── SOURCE INFORMATION ──
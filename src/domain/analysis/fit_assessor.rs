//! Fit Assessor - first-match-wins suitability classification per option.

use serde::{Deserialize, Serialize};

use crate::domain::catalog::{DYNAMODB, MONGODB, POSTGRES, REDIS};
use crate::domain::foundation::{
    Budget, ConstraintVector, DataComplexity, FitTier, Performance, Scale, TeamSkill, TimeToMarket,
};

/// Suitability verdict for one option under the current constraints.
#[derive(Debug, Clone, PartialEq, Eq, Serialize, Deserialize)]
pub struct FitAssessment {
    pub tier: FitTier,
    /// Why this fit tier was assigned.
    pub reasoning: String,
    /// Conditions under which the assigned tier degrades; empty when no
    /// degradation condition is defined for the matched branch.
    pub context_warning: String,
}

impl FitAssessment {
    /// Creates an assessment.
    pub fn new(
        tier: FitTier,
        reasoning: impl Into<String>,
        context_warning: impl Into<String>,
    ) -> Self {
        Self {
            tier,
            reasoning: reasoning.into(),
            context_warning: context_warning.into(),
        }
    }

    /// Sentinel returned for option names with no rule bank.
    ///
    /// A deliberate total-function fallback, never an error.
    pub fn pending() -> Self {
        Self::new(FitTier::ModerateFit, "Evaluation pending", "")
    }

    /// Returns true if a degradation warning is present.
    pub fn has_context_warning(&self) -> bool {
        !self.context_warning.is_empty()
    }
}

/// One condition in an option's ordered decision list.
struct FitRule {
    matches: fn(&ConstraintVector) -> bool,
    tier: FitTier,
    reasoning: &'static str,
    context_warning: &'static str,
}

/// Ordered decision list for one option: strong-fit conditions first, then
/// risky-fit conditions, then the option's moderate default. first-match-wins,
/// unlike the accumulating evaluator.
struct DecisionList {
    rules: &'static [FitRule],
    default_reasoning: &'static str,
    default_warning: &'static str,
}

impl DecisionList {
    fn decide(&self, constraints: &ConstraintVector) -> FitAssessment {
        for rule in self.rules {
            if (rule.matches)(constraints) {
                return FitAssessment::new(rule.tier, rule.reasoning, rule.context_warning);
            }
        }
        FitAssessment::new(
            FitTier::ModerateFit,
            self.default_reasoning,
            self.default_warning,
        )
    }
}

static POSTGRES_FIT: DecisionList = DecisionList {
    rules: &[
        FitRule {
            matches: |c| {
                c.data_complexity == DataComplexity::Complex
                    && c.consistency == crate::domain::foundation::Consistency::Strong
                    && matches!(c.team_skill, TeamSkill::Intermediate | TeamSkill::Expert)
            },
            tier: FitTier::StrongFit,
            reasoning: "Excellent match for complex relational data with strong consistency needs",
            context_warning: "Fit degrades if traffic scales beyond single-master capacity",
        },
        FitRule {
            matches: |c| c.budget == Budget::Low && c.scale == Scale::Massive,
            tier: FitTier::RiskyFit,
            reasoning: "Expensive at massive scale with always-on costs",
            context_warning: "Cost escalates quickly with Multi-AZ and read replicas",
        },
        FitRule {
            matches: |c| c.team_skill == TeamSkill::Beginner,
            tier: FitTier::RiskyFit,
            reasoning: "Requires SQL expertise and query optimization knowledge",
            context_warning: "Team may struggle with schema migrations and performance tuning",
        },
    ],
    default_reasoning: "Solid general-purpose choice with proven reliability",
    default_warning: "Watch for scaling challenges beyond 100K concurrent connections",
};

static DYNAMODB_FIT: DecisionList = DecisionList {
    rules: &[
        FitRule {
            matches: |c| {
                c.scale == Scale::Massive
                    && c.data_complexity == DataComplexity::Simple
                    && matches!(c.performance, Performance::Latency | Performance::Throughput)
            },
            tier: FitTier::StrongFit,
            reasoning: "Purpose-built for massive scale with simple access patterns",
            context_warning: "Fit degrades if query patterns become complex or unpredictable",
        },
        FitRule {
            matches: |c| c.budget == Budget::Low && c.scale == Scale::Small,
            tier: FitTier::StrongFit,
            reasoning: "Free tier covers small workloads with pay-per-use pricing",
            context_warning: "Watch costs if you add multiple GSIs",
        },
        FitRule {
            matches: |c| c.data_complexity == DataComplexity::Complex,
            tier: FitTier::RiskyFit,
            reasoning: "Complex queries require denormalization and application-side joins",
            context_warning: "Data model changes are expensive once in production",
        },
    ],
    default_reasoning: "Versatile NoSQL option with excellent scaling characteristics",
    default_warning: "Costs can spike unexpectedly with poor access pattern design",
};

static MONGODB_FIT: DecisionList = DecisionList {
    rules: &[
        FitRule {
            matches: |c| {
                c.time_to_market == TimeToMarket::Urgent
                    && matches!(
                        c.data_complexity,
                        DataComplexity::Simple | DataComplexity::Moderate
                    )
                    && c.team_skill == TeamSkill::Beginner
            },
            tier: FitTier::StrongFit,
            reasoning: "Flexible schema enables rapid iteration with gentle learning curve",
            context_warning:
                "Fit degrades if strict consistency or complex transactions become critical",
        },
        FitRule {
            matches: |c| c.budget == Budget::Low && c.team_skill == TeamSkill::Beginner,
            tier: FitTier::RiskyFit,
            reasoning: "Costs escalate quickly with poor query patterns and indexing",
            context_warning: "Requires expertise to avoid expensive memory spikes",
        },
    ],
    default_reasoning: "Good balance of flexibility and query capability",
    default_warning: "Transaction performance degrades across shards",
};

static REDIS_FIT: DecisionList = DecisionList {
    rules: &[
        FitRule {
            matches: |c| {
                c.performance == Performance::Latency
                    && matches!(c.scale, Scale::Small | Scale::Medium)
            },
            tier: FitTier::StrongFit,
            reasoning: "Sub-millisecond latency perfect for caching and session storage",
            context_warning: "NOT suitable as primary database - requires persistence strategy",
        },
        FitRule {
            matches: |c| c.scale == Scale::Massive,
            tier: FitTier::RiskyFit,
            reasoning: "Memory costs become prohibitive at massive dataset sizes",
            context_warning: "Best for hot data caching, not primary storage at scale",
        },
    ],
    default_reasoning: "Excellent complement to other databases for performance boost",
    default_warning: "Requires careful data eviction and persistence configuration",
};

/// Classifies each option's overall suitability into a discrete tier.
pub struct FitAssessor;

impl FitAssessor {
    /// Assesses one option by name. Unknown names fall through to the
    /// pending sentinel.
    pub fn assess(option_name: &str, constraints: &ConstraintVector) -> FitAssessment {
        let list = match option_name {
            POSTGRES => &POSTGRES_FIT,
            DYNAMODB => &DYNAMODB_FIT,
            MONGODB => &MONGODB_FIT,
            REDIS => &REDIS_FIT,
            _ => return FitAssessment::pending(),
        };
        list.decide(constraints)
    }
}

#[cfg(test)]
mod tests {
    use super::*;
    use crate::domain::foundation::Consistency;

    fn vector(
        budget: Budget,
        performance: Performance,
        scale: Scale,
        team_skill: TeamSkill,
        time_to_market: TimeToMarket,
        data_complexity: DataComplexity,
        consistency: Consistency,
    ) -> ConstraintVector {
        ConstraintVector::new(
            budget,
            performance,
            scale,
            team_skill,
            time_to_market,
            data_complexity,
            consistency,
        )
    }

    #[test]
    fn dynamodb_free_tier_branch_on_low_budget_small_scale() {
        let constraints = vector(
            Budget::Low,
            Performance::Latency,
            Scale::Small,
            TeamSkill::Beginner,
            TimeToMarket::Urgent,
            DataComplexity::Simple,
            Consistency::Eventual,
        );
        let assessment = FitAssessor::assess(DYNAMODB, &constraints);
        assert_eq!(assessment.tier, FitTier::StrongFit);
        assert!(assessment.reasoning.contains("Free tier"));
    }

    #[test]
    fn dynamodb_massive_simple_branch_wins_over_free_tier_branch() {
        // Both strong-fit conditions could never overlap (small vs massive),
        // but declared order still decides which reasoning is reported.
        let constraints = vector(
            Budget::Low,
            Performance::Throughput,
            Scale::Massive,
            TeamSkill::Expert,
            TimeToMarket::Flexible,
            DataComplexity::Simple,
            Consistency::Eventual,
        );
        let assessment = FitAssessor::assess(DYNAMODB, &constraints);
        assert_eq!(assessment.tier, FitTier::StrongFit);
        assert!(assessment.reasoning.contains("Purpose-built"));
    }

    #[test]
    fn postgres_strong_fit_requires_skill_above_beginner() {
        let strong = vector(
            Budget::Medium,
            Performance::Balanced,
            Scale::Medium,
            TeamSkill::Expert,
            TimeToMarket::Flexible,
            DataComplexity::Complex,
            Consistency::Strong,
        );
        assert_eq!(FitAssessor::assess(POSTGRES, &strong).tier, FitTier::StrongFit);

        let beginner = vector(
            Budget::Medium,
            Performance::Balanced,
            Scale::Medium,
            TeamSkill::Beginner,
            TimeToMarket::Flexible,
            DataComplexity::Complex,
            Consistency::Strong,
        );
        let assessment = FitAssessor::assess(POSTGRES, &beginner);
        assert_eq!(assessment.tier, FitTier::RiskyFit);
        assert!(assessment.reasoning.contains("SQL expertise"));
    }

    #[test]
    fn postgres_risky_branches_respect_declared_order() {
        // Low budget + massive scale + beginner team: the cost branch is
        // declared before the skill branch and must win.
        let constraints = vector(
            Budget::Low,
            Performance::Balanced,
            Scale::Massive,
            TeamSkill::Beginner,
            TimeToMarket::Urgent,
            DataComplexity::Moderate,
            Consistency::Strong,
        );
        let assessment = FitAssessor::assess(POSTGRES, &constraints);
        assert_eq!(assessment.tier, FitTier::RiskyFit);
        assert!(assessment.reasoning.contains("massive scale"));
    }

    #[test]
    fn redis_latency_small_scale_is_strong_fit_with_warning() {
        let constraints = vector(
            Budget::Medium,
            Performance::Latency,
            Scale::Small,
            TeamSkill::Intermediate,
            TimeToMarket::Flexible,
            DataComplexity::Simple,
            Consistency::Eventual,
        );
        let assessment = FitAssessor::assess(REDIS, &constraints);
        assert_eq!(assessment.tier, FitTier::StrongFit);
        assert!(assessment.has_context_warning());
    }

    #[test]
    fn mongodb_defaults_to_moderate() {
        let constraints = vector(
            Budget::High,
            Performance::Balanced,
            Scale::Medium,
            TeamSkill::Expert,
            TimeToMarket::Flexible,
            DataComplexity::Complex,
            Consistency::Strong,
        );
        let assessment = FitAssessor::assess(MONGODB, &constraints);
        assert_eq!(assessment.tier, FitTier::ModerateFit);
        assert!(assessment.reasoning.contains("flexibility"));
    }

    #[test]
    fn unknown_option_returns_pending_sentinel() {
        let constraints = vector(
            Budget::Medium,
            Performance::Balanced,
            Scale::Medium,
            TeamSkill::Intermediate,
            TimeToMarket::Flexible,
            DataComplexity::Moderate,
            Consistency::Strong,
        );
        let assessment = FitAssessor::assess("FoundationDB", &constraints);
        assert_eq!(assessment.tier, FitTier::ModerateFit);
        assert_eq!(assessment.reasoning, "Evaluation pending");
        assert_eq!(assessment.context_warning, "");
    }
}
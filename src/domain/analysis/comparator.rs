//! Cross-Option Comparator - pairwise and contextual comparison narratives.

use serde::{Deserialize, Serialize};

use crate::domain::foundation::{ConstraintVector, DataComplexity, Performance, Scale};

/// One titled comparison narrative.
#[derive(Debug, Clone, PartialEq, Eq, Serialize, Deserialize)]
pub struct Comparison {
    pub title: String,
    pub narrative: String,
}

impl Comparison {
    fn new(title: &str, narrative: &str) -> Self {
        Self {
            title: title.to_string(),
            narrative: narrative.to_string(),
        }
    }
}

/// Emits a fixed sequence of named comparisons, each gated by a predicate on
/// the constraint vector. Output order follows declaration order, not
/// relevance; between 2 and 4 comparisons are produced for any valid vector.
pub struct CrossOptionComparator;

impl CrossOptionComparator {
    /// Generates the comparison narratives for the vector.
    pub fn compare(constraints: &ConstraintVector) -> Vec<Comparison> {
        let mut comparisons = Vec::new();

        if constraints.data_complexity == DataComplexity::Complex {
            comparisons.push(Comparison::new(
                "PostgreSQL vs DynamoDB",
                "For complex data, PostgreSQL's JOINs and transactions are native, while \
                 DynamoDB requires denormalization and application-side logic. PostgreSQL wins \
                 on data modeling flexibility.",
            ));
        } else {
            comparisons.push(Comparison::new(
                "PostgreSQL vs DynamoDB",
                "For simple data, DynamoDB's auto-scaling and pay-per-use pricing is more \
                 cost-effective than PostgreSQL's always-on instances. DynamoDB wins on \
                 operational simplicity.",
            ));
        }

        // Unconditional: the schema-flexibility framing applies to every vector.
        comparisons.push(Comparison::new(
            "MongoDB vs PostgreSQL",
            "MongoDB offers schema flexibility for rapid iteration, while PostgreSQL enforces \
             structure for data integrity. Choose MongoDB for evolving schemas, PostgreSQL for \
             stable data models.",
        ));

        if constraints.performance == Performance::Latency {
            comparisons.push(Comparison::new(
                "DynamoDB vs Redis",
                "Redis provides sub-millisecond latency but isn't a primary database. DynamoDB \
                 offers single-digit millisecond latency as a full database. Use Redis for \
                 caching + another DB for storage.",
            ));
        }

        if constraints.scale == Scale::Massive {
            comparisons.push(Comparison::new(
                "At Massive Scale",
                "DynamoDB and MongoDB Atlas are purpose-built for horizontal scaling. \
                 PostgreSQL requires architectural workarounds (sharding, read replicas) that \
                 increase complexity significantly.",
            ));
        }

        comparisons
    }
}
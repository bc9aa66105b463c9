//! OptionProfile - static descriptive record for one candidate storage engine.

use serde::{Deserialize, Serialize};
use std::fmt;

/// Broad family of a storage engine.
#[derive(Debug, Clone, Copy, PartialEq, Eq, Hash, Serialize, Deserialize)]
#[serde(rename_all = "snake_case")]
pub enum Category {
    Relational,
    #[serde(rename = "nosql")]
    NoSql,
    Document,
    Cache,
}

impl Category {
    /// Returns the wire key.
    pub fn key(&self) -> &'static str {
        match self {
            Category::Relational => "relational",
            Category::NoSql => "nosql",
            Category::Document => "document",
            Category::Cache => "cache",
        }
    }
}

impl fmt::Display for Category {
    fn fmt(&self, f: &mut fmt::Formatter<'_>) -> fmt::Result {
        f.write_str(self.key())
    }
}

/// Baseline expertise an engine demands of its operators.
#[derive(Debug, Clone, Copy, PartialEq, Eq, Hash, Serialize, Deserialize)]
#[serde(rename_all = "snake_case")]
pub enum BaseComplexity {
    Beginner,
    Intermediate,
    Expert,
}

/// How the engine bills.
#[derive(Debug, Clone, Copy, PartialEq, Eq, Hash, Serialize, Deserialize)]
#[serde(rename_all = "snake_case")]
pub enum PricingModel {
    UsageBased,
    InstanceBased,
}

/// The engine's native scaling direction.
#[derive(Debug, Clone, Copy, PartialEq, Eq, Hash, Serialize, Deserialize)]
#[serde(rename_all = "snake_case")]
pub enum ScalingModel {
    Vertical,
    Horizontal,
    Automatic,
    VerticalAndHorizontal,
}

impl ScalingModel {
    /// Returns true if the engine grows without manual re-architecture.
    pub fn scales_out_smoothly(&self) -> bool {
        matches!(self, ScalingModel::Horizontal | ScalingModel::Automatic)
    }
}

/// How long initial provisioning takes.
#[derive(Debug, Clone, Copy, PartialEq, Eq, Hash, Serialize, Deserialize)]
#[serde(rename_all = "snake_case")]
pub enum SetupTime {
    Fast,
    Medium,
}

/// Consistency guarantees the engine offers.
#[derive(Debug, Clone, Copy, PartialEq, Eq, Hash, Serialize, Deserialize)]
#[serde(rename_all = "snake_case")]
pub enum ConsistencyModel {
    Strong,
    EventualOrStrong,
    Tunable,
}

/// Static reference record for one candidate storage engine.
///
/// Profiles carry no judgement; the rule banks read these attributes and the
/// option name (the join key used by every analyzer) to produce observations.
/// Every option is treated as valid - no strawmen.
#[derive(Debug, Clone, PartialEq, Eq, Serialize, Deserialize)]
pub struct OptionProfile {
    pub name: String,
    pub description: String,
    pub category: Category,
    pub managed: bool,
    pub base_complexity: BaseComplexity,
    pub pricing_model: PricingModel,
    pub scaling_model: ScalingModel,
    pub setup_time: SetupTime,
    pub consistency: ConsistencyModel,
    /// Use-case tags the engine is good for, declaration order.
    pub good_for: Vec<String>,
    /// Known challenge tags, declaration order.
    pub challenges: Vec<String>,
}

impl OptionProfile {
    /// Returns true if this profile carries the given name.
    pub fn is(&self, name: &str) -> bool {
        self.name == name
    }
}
───
WORK INSTRUCTIONS:
A single integer is the expected output: the number of lines in the data that include the word "assigned".

SOLUTION:
2